Your objective: Report each line of the entries below that has the word "Component" in it.

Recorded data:
//! Operator login gate.
//!
//! A binary allow/deny signal in front of node edits and hazard control.
//! It never affects how a tick computes readings.

use crate::logging::{self, Component};
use crate::model::DashboardError;

#[derive(Debug, Clone, Copy, PartialEq, Eq)]
pub enum Access {
    /// Nobody has chosen yet; the login prompt is showing.
    SignedOut,
    /// Browsing without credentials. Read-only.
    Guest,
    /// Logged in; may edit nodes and drive simulations.
    Operator,
}

#[derive(Debug, Clone)]
pub struct AccessGate {
    username: String,
    password: String,
    access: Access,
}

impl AccessGate {
    pub fn new(username: impl Into<String>, password: impl Into<String>) -> Self {
        Self {
            username: username.into(),
            password: password.into(),
            access: Access::SignedOut,
        }
    }

    pub fn access(&self) -> Access {
        self.access
    }

    pub fn is_authenticated(&self) -> bool {
        self.access == Access::Operator
    }

    /// Guests see the simulation panel locked.
    pub fn simulation_locked(&self) -> bool {
        self.access == Access::Guest
    }

    pub fn login(&mut self, username: &str, password: &str) -> Result<(), DashboardError> {
        if username == self.username && password == self.password {
            self.access = Access::Operator;
            logging::info(Component::Auth, Some(username), "operator logged in");
            Ok(())
        } else {
            logging::warn(Component::Auth, Some(username), "login rejected");
            Err(DashboardError::AccessDenied)
        }
    }

    pub fn continue_as_guest(&mut self) {
        self.access = Access::Guest;
    }

    pub fn logout(&mut self) {
        if self.access == Access::Operator {
            logging::info(Component::Auth, None, "operator logged out");
        }
        self.access = Access::SignedOut;
    }

    /// Refuses `action` unless an operator is logged in.
    pub fn require(&self, action: &str) -> Result<(), DashboardError> {
        if self.is_authenticated() {
            Ok(())
        } else {
            Err(DashboardError::NotAuthenticated(format!("Please login to {}", action)))
        }
    }
}

impl Default for AccessGate {
    fn default() -> Self {
        Self::new("admin", "admin")
    }
}

#[cfg(test)]
mod tests {
    use super::*;

    #[test]
    fn test_login_with_matching_credentials() {
        let mut gate = AccessGate::default();
        assert_eq!(gate.access(), Access::SignedOut);
        gate.login("admin", "admin").expect("default credentials accepted");
        assert!(gate.is_authenticated());
        assert!(gate.require("remove nodes").is_ok());
    }

    #[test]
    fn test_wrong_password_keeps_previous_access() {
        let mut gate = AccessGate::default();
        gate.continue_as_guest();
        assert_eq!(gate.login("admin", "hunter2"), Err(DashboardError::AccessDenied));
        assert_eq!(gate.access(), Access::Guest);
        assert!(gate.simulation_locked());
    }

    #[test]
    fn test_require_names_the_refused_action() {
        let gate = AccessGate::default();
        assert_eq!(
            gate.require("add nodes"),
            Err(DashboardError::NotAuthenticated("Please login to add nodes".to_string()))
        );
    }

    #[test]
    fn test_logout_returns_to_signed_out() {
        let mut gate = AccessGate::new("ops", "secret");
        gate.login("ops", "secret").expect("custom credentials accepted");
        gate.logout();
        assert_eq!(gate.access(), Access::SignedOut);
        assert!(!gate.is_authenticated());
    }
}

Result of the exercise:
use crate::logging::{self, Component};
            logging::info(Component::Auth, Some(username), "operator logged in");
            logging::warn(Component::Auth, Some(username), "login rejected");
            logging::info(Component::Auth, None, "operator logged out");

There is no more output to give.